Una investigación científica advierte que las abejas no sólo están expuestas a agroquímicos en el ambiente, sino que también los transportan en sus propios cuerpos hasta las colmenas, contaminando la miel con glifosato.
Una nueva investigación científica vuelve a poner en discusión el impacto de los agroquímicos en los ecosistemas y la producción de alimentos. El estudio revela que las abejas pueden transportar glifosato en sus cuerpos desde zonas fumigadas hasta las colmenas. Se convierten así en una vía directa de contaminación de la miel.
El hallazgo surge de trabajos realizados en entornos agrícolas y forestales. Se detectó que el herbicida no sólo está presente en el ambiente, sino que también se adhiere a las abejas durante su actividad de recolección. De esta manera, los insectos terminan introduciendo el contaminante dentro de la colmena, afectando todo el sistema productivo.

Peligro silencioso
Este mecanismo es especialmente preocupante porque ocurre de forma silenciosa. A diferencia de las fumigaciones directas, que pueden provocar mortandades masivas, el transporte de glifosato por las abejas implica una exposición crónica y persistente, tanto para la colonia como para los productos derivados.
El proceso se da durante el pecoreo, cuando las abejas recolectan néctar, polen y agua en áreas donde se aplican agroquímicos. En ese recorrido, el glifosato puede adherirse a sus cuerpos o ingresar a través del alimento, siendo luego trasladado al interior de la colmena.
Diversos estudios ya habían advertido que la miel puede contaminarse de forma indirecta por el uso intensivo de este herbicida en la agricultura. La cercanía entre cultivos fumigados y apiarios favorece este fenómeno, que evidencia la estrecha relación —y también la tensión— entre los modelos agrícolas actuales y la apicultura.
Además de la contaminación de la miel, la exposición al glifosato puede afectar la salud de las abejas. Investigaciones previas muestran que este herbicida altera su microbiota intestinal, su capacidad de aprendizaje y su orientación.
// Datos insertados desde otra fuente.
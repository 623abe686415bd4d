//! Device registry
//!
//! Two-level map from local adapter to connected device to
//! [`DeviceRecord`], plus the staging slot for a connection whose indicator
//! negotiation completes before the transport confirms the peer identity.

use super::{HfError, device::DeviceRecord, device::IndicatorMap};
use crate::{
    BluetoothAddress,
    constants::{MAX_ADAPTERS, MAX_DEVICES},
};
use heapless::FnvIndexMap;

type DeviceMap = FnvIndexMap<BluetoothAddress, DeviceRecord, MAX_DEVICES>;

/// Per-adapter registry of connected audio gateways
#[derive(Debug, Default)]
pub struct CallRegistry {
    adapters: FnvIndexMap<BluetoothAddress, DeviceMap, MAX_ADAPTERS>,
    pending: Option<IndicatorMap>,
}

impl CallRegistry {
    /// Empty registry
    #[must_use]
    pub fn new() -> Self {
        Self::default()
    }

    /// Stage an indicator layout for the connection currently being set up
    ///
    /// A later layout for the same connection attempt replaces the staged
    /// one; it is consumed exactly once by [`Self::create_device`].
    pub fn stage_indicator_map(&mut self, map: IndicatorMap) {
        self.pending = Some(map);
    }

    /// Whether a connection setup is in flight
    #[must_use]
    pub fn is_connecting(&self) -> bool {
        self.pending.is_some()
    }

    /// Create the record for a newly connected device
    ///
    /// Consumes the staged indicator layout if one exists. Reconnecting an
    /// already known device resets its record.
    pub fn create_device(
        &mut self,
        adapter: BluetoothAddress,
        device: BluetoothAddress,
    ) -> Result<(), HfError> {
        if !self.adapters.contains_key(&adapter)
            && self.adapters.insert(adapter, DeviceMap::new()).is_err()
        {
            defmt::error!("[HF] adapter table full, cannot register {}", adapter);
            return Err(HfError::AdapterNotFound);
        }

        let mut record = DeviceRecord::new();
        if let Some(map) = self.pending.take() {
            record.resolve_indicators(map);
        }

        let devices = self.adapters.get_mut(&adapter).ok_or(HfError::AdapterNotFound)?;
        if devices.insert(device, record).is_err() {
            defmt::error!("[HF] device table full, cannot register {}", device);
            return Err(HfError::NotConnected);
        }
        defmt::debug!("[HF] device registered: {} via {}", device, adapter);
        Ok(())
    }

    /// Destroy a device record on disconnect
    pub fn remove_device(
        &mut self,
        adapter: BluetoothAddress,
        device: BluetoothAddress,
    ) -> Result<(), HfError> {
        let devices = self
            .adapters
            .get_mut(&adapter)
            .ok_or(HfError::AdapterNotFound)?;
        devices.remove(&device).ok_or(HfError::NotConnected)?;
        defmt::debug!("[HF] device removed: {}", device);
        Ok(())
    }

    /// Purge every device under an adapter
    pub fn remove_adapter(&mut self, adapter: BluetoothAddress) -> Result<(), HfError> {
        self.adapters
            .remove(&adapter)
            .ok_or(HfError::AdapterNotFound)?;
        defmt::debug!("[HF] adapter removed: {}", adapter);
        Ok(())
    }

    /// Look up a device under a specific adapter
    #[must_use]
    pub fn get(&self, adapter: BluetoothAddress, device: BluetoothAddress) -> Option<&DeviceRecord> {
        self.adapters.get(&adapter)?.get(&device)
    }

    /// Mutable lookup under a specific adapter
    pub fn get_mut(
        &mut self,
        adapter: BluetoothAddress,
        device: BluetoothAddress,
    ) -> Option<&mut DeviceRecord> {
        self.adapters.get_mut(&adapter)?.get_mut(&device)
    }

    /// Search every adapter for a device address
    pub fn find_device_mut(
        &mut self,
        device: BluetoothAddress,
    ) -> Option<(BluetoothAddress, &mut DeviceRecord)> {
        for (adapter, devices) in self.adapters.iter_mut() {
            if let Some(record) = devices.get_mut(&device) {
                return Some((*adapter, record));
            }
        }
        None
    }

    /// Iterate every registered device with its owning adapter
    pub fn devices(
        &self,
    ) -> impl Iterator<Item = (BluetoothAddress, BluetoothAddress, &DeviceRecord)> {
        self.adapters.iter().flat_map(|(adapter, devices)| {
            devices
                .iter()
                .map(move |(device, record)| (*adapter, *device, record))
        })
    }
}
Esto debilita las colonias y reduce sus posibilidades de supervivencia.
El problema trasciende lo productivo y se convierte en una cuestión ambiental y sanitaria. Las abejas cumplen un rol clave en la polinización de cultivos y en el equilibrio de los ecosistemas. Es por ello que su deterioro tiene consecuencias directas sobre la biodiversidad y la seguridad alimentaria.
En este contexto, el estudio refuerza la necesidad de repensar las prácticas agrícolas y avanzar hacia modelos que reduzcan la dependencia de agroquímicos. También plantea el desafío de establecer mayores controles sobre las aplicaciones y generar zonas de resguardo para la apicultura.